Luke 11:42 - The Biblical Illustrator

Bible Comments

These ought ye to have done

Spurious holiness

Rabbi Shammai, the narrow-minded rival of Hillel, was so scrupulous that he nearly starved his little son on the Day of Atonement, and made a sort of booth of his daughter-in-law’s bed that his little grandson, just born, might keep the Feast of Tabernacles.

Yet we are told that he was a luxurious and selfish man. It is easier to tithe mint than to live a holy life. (Canon Farrar.)

Neglecting the most important thing

A great French doctor was taking an English one round the wards of his hospital, all sorts of miseries going on before them, some dying, others longing for death-all ill. The Frenchman was wonderfully eloquent about all their diseases; you would have thought he saw through them, and knew all their secret wheels, like looking into a watch or into a glass bee-hive. He told his English friend what would be seen in such a case when the body was opened! He spent some time in this sort of work, and was coming out, full of glee, when the other doctor said, “But, Dr you haven’t prescribed for these cases.” “Oh, neither I have!” said he, with a grumph and a shrug; “I quite forgot that”; that being the one thing why these poor people were there, and why he was there too. (John Brown, M. D.)
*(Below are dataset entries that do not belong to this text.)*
//! # Structured Logging Module
//!
//! Environment-aware structured logging for the orchestration engine.
//! Console output is human readable by default and switches to JSON lines
//! when `logging.json` is set.

use chrono::Utc;
use std::process;
use std::sync::OnceLock;
use tracing_subscriber::{fmt, layer::SubscriberExt, util::SubscriberInitExt, EnvFilter};

use crate::config::LoggingConfig;

static LOGGER_INITIALIZED: OnceLock<()> = OnceLock::new();

/// Initialize structured logging; later calls are no-ops
pub fn init_structured_logging(config: &LoggingConfig) {
    LOGGER_INITIALIZED.get_or_init(|| {
        let environment = get_environment();
        let log_level = config
            .level
            .clone()
            .unwrap_or_else(|| get_log_level(&environment));

        // RUST_LOG wins over configured level
        let filter =
            EnvFilter::try_from_default_env().unwrap_or_else(|_| EnvFilter::new(&log_level));

        let json_layer = config.json.then(|| {
            fmt::layer()
                .json()
                .with_target(true)
                .with_thread_ids(true)
                .with_level(true)
        });
        let text_layer = (!config.json).then(|| {
            fmt::layer()
                .with_target(true)
                .with_thread_ids(true)
                .with_level(true)
                .with_ansi(true)
        });

        let subscriber = tracing_subscriber::registry()
            .with(filter)
            .with(json_layer)
            .with(text_layer);

        if subscriber.try_init().is_err() {
            tracing::debug!(
                "Global tracing subscriber already initialized - continuing with existing subscriber"
            );
        }

        tracing::info!(
            pid = process::id(),
            environment = %environment,
            level = %log_level,
            json = config.json,
            "STRUCTURED LOGGING: Initialized"
        );
    });
}

/// ORCHESTRATOR_ENV || APP_ENV || 'development'
fn get_environment() -> String {
    std::env::var("ORCHESTRATOR_ENV")
        .or_else(|_| std::env::var("APP_ENV"))
        .unwrap_or_else(|_| "development".to_string())
}

fn get_log_level(environment: &str) -> String {
    match environment {
        "production" => "info".to_string(),
        "test" | "development" => "debug".to_string(),
        _ => "debug".to_string(),
    }
}

/// Log structured data for a process-level orchestration step
pub fn log_process_operation(
    operation: &str,
    process_id: &str,
    experiment_id: Option<&str>,
    workflow_id: Option<&str>,
    status: &str,
    details: Option<&str>,
) {
    tracing::info!(
        operation = %operation,
        process_id = %process_id,
        experiment_id = experiment_id,
        workflow_id = workflow_id,
        status = %status,
        details = details,
        timestamp = %Utc::now().to_rfc3339(),
        "PROCESS_OPERATION"
    );
}

/// Log structured data for a single file transfer
pub fn log_transfer_operation(
    strategy: &str,
    source: &str,
    destination: &str,
    status: &str,
    bytes: Option<u64>,
) {
    tracing::info!(
        strategy = %strategy,
        source = %source,
        destination = %destination,
        status = %status,
        bytes = bytes,
        timestamp = %Utc::now().to_rfc3339(),
        "TRANSFER_OPERATION"
    );
}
Pardon desired for duties left undone

Dr. Samuel Johnson, in writing to his mother, says:--“You have been the best mother, and I believe the best woman, in the world. I thank you for your indulgence to me, and I beg forgiveness for all I have done ill, and all that I have omitted to do well.” So in the prayer he composed at the same time: “Forgive me whatever I have done unkindly to my mother, and whatever I have omitted to do kindly.”

Luke 11:42

42 But woe unto you, Pharisees! for ye tithe mint and rue and all manner of herbs, and pass over judgment and the love of God: these ought ye to have done, and not to leave the other undone.